Problem details —
Tally the lines below containing "crates" and report only the total.

[Dataset entries]
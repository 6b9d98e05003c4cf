//! Per-owner WebSocket fan-out.
//!
//! The [`ConnectionRegistry`] tracks every open socket by owner and runs one
//! event bus subscription per owner while that owner has connections.

mod registry;

pub use registry::{ConnectionId, ConnectionRegistry, RegisteredConnection};
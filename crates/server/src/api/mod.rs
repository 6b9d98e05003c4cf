pub mod batches;
pub mod documents;
pub mod error;
pub mod handlers;
pub mod middleware;
pub mod routes;
pub mod ws;

pub use routes::create_router;
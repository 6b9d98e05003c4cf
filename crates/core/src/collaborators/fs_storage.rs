//! Filesystem-backed object storage.

use std::path::{Component, Path, PathBuf};

use async_trait::async_trait;
use tracing::debug;

use super::traits::ObjectStorage;
use super::types::CollaboratorError;

/// Object storage rooted at a local directory. Keys are relative paths.
pub struct FsObjectStorage {
    root: PathBuf,
}

impl FsObjectStorage {
    pub fn new(root: impl Into<PathBuf>) -> Self {
        Self { root: root.into() }
    }

    pub fn root(&self) -> &Path {
        &self.root
    }

    /// Resolve a key under the root, refusing anything that would escape it.
    fn resolve(&self, key: &str) -> Result<PathBuf, CollaboratorError> {
        let relative = Path::new(key);
        let safe = !key.is_empty()
            && relative
                .components()
                .all(|c| matches!(c, Component::Normal(_) | Component::CurDir));
        if !safe {
            return Err(CollaboratorError::NotFound(format!(
                "invalid storage key: {}",
                key
            )));
        }
        Ok(self.root.join(relative))
    }

    /// Store an object (used by upload tooling and tests).
    pub async fn put(&self, key: &str, bytes: &[u8]) -> Result<(), CollaboratorError> {
        let path = self.resolve(key)?;
        if let Some(parent) = path.parent() {
            tokio::fs::create_dir_all(parent).await?;
        }
        tokio::fs::write(&path, bytes).await?;
        Ok(())
    }
}

#[async_trait]
impl ObjectStorage for FsObjectStorage {
    fn name(&self) -> &str {
        "fs"
    }

    async fn get(&self, key: &str) -> Result<Vec<u8>, CollaboratorError> {
        let path = self.resolve(key)?;
        tokio::fs::read(&path).await.map_err(|e| match e.kind() {
            std::io::ErrorKind::NotFound => {
                CollaboratorError::NotFound(format!("object not found: {}", key))
            }
            _ => CollaboratorError::Io(format!("{}: {}", key, e)),
        })
    }

    async fn delete(&self, keys: &[String]) -> Result<(), CollaboratorError> {
        for key in keys {
            let path = self.resolve(key)?;
            match tokio::fs::remove_file(&path).await {
                Ok(()) => debug!(key = %key, "Deleted object"),
                Err(e) if e.kind() == std::io::ErrorKind::NotFound => {}
                Err(e) => return Err(CollaboratorError::Io(format!("{}: {}", key, e))),
            }
        }
        Ok(())
    }
}
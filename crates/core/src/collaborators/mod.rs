//! External collaborators consumed by the pipeline: object storage, the
//! parsing service, the matcher and the profile analyzer.

mod fs_storage;
mod http_client;
mod traits;
mod types;

pub use fs_storage::FsObjectStorage;
pub use http_client::HttpParsingClient;
pub use traits::{DocumentParser, Matcher, ObjectStorage, ProfileAnalyzer};
pub use types::{CollaboratorError, MatchOutcome, ParsedDocument, ProfileInsight, TokenUsage};
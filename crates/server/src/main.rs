use std::net::SocketAddr;
use std::path::PathBuf;
use std::sync::Arc;

use anyhow::{Context, Result};
use sha2::{Digest, Sha256};
use tokio::signal;
use tracing::{error, info};
use tracing_subscriber::{layer::SubscriberExt, util::SubscriberInitExt};

use screenflow_core::config::CONFIG_PATH_ENV;
use screenflow_core::{
    create_authenticator, load_config, validate_config, Authenticator, BroadcastEventBus,
    Collaborators, Config, DocumentDispatcher, DocumentStore, FsObjectStorage,
    HttpParsingClient, LogFormat, MemoryWorkQueue, ObjectStorage, ProgressPublisher,
    QueueBackend, QueueStatusAggregator, SanitizedConfig, SqliteDocumentStore, SqliteWorkQueue,
    WorkQueue,
};
use screenflow_server::api::create_router;
use screenflow_server::gateway::ConnectionRegistry;
use screenflow_server::state::AppState;

/// Application version
const VERSION: &str = env!("CARGO_PKG_VERSION");

#[tokio::main]
async fn main() {
    if let Err(e) = run().await {
        error!("Fatal error: {:#}", e);
        std::process::exit(1);
    }
}

fn init_logging(config: &Config) {
    let filter = tracing_subscriber::EnvFilter::try_from_default_env()
        .unwrap_or_else(|_| config.logging.level.clone().into());

    match config.logging.format {
        LogFormat::Json => tracing_subscriber::registry()
            .with(filter)
            .with(tracing_subscriber::fmt::layer().json())
            .init(),
        LogFormat::Pretty => tracing_subscriber::registry()
            .with(filter)
            .with(tracing_subscriber::fmt::layer())
            .init(),
    }
}

async fn run() -> Result<()> {
    // Determine config path
    let config_path = std::env::var(CONFIG_PATH_ENV)
        .map(PathBuf::from)
        .unwrap_or_else(|_| PathBuf::from("config.toml"));

    // Load configuration (logging is configured from it, so errors go to stderr)
    let config = match load_config(&config_path) {
        Ok(config) => config,
        Err(e) => {
            eprintln!("Failed to load config from {:?}: {}", config_path, e);
            return Err(e).with_context(|| format!("Failed to load config from {:?}", config_path));
        }
    };

    init_logging(&config);
    info!(version = VERSION, "Starting screenflow");
    info!("Loaded configuration from {:?}", config_path);

    // Validate configuration
    validate_config(&config).context("Configuration validation failed")?;

    info!("Auth method: {}", config.auth.method.as_str());
    info!("Database path: {:?}", config.database.path);

    // Config fingerprint
    let config_json = serde_json::to_string(&SanitizedConfig::from(&config)).unwrap_or_default();
    let config_hash = format!("{:x}", Sha256::digest(config_json.as_bytes()));
    info!(config_hash = &config_hash[..16], "Configuration validated");

    // Create authenticator
    let authenticator: Arc<dyn Authenticator> = Arc::from(
        create_authenticator(&config.auth).context("Failed to create authenticator")?,
    );
    info!("Using authenticator: {}", authenticator.method_name());

    // Create SQLite document store
    let store: Arc<dyn DocumentStore> = Arc::new(
        SqliteDocumentStore::new(&config.database.path)
            .context("Failed to create document store")?,
    );
    info!("Document store initialized");

    // Create work queue
    let queue: Arc<dyn WorkQueue> = match config.dispatcher.queue {
        QueueBackend::Sqlite => Arc::new(
            SqliteWorkQueue::new(&config.database.path, config.dispatcher.lease())
                .context("Failed to create work queue")?,
        ),
        QueueBackend::Memory => Arc::new(MemoryWorkQueue::new(config.dispatcher.lease())),
    };
    info!("Work queue initialized ({:?})", config.dispatcher.queue);

    // Object storage for uploads
    let storage: Arc<dyn ObjectStorage> =
        Arc::new(FsObjectStorage::new(config.storage.root.clone()));
    info!("Object storage rooted at {:?}", config.storage.root);

    // Parsing service client (parser, matcher and profile analysis share one endpoint)
    let mut client = HttpParsingClient::new(
        config.collaborators.base_url.clone(),
        std::time::Duration::from_secs(config.collaborators.timeout_secs),
    )
    .context("Failed to create parsing service client")?;
    if let Some(api_key) = &config.collaborators.api_key {
        client = client.with_api_key(api_key.clone());
    }
    let client = Arc::new(client);
    info!("Parsing service at {}", config.collaborators.base_url);

    let collaborators = Collaborators {
        storage: Arc::clone(&storage),
        parser: client.clone(),
        matcher: client.clone(),
        profiles: client,
    };

    // Event bus, status aggregation and the dispatcher
    let bus = Arc::new(BroadcastEventBus::new(config.gateway.channel_capacity));
    let aggregator = Arc::new(QueueStatusAggregator::new(
        Arc::clone(&store),
        config.status.clone(),
    ));
    let dispatcher = Arc::new(DocumentDispatcher::new(
        config.dispatcher.clone(),
        Arc::clone(&store),
        queue,
        collaborators,
        ProgressPublisher::new(bus.clone()),
        Arc::clone(&aggregator),
    ));

    if config.dispatcher.enabled {
        dispatcher
            .start()
            .await
            .context("Failed to start dispatcher")?;
    } else {
        info!("Dispatcher disabled, documents will stay queued");
    }

    // WebSocket fan-out
    let registry = Arc::new(ConnectionRegistry::new(
        bus,
        config.gateway.channel_capacity,
    ));

    let addr = SocketAddr::new(config.server.host, config.server.port);

    let state = Arc::new(AppState::new(
        config,
        authenticator,
        store,
        storage,
        Arc::clone(&dispatcher),
        aggregator,
        Arc::clone(&registry),
    ));

    // Create router
    let app = create_router(state);

    // Start server
    info!("Starting server on {}", addr);

    let listener = tokio::net::TcpListener::bind(addr)
        .await
        .with_context(|| format!("Failed to bind to {}", addr))?;

    // Run server with graceful shutdown
    let shutdown_registry = Arc::clone(&registry);
    axum::serve(
        listener,
        app.into_make_service_with_connect_info::<SocketAddr>(),
    )
    .with_graceful_shutdown(async move {
        shutdown_signal().await;
        // Sockets hold their connections open; close them so serve can return
        shutdown_registry.close_all().await;
    })
    .await
    .context("Server error")?;

    info!("Server shutting down...");
    if dispatcher.is_running() {
        info!("Stopping dispatcher...");
        dispatcher.stop().await;
        info!("Dispatcher stopped");
    }

    Ok(())
}

/// Wait for shutdown signal (Ctrl+C or SIGTERM)
async fn shutdown_signal() {
    let ctrl_c = async {
        if let Err(e) = signal::ctrl_c().await {
            error!("Failed to listen for Ctrl+C: {}", e);
            std::future::pending::<()>().await;
        }
    };

    #[cfg(unix)]
    let terminate = async {
        match signal::unix::signal(signal::unix::SignalKind::terminate()) {
            Ok(mut sigterm) => {
                sigterm.recv().await;
            }
            Err(e) => {
                error!("Failed to install SIGTERM handler: {}", e);
                std::future::pending::<()>().await;
            }
        }
    };

    #[cfg(not(unix))]
    let terminate = std::future::pending::<()>();

    tokio::select! {
        _ = ctrl_c => {},
        _ = terminate => {},
    }
}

Result for this exercise —
4